What Orwell feared were those who would ban books. What Huxley feared was that there would be no reason to ban a book, for there would be no one who wanted to read one. Orwell feared those who would deprive us of information. Huxley feared those who would give us so much that would be reduced to passivity and egoism. Orwell feared that the truth would be concealed from us. Huxley feared the truth would be drowned in a sea of irrelevance. Orwell feared we would become a captive culture. Huxley feared we would become a trivial culture, preoccupied with some equivalent of the feelies, the orgy porgy, and the centrifugal bumblepuppy. As Huxley remarked in Brave New World Revisited, the civil libertarians and rationalists who are ever on the alert to oppose tyrrany "failed to take into account man's almost infinite appetite for distractions." In 1984, Huxley added, people are controlled by inflicting pain. In Brave New World, they are controlled by inflicting pleasure. In short, Orwell feared that what we hate will ruin us. Huxley feared that what we love will ruin us.
This book is about the possibility that Huxley, not Orwell, was right."
The basis argument that Postman uses is that the medium of communication determines the message. For example, the medium of smoke signals that indians used is very limited in the message it can convey. You can't have a philosophical discussion - the medium will simply not allow it. Similarly, an oral medium, a typographic (print) medium, and a TV medium all control the message that is conveyed in different ways, some good and some bad. Postman shows that a print based book culture leads to the development of logical, rational thinking, while TV culture leads to fragmented, decontextualized bits of information that are seen as enteraintment and amusement. It is important to note that Postman is not attacking "junk" that is on tv - there is junk in every form of communication, and people know it is to be regarded as such. He is attacking the notion that tv can be used for "serious" discourse - he shows that the very nature of tv forces nearly everything shown to be cast as entertainment, which then, among other things, trivializes anything shown.

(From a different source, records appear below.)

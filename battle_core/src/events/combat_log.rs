//! CombatLog - Keeps the most recent combat log lines

use super::{BattleEvent, EventSink};
use std::collections::VecDeque;

/// Rolling window of `CombatLogMessage` text
#[derive(Debug, Clone)]
pub struct CombatLog {
    messages: VecDeque<String>,
    capacity: usize,
}

impl CombatLog {
    pub fn new(capacity: usize) -> Self {
        CombatLog {
            messages: VecDeque::with_capacity(capacity),
            capacity,
        }
    }

    pub fn messages(&self) -> impl Iterator<Item = &str> {
        self.messages.iter().map(String::as_str)
    }

    pub fn last(&self) -> Option<&str> {
        self.messages.back().map(String::as_str)
    }

    pub fn len(&self) -> usize {
        self.messages.len()
    }

    pub fn is_empty(&self) -> bool {
        self.messages.is_empty()
    }
}

impl Default for CombatLog {
    fn default() -> Self {
        CombatLog::new(10)
    }
}

impl EventSink for CombatLog {
    fn publish(&mut self, event: &BattleEvent) {
        if let BattleEvent::CombatLogMessage { text } = event {
            if self.capacity == 0 {
                return;
            }
            while self.messages.len() >= self.capacity {
                self.messages.pop_front();
            }
            self.messages.push_back(text.clone());
        }
    }
}

#[cfg(test)]
mod tests {
    use super::*;

    fn line(text: &str) -> BattleEvent {
        BattleEvent::CombatLogMessage {
            text: text.to_string(),
        }
    }

    #[test]
    fn test_keeps_latest() {
        let mut log = CombatLog::new(2);
        log.publish(&line("one"));
        log.publish(&BattleEvent::BattleStarted);
        log.publish(&line("two"));
        log.publish(&line("three"));

        let kept: Vec<&str> = log.messages().collect();
        assert_eq!(kept, vec!["two", "three"]);
        assert_eq!(log.last(), Some("three"));
    }

    #[test]
    fn test_zero_capacity_drops_everything() {
        let mut log = CombatLog::new(0);
        log.publish(&line("one"));
        assert!(log.is_empty());
    }
}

Neil Postman makes a very convincing case that television has hugely impaired the American intellect and that culture is suffering as a consequence, be it religion, politics, or education. The only possible solution that he sees is for people to start asking questions about the influence that tv has on them - "to ask is to break the spell." He writes, "...The point I am trying to make is that only through a deep and unfailing awareness of the structure and effects of information, through a demystification of media, is there any hope of our gaining some mesure of control over television..." As a first step in becoming aware of the hidden effects that television has on you, I think everyone ought to read and consider this book.
If you say there no absolutes, I ask you, are you absolutely sure?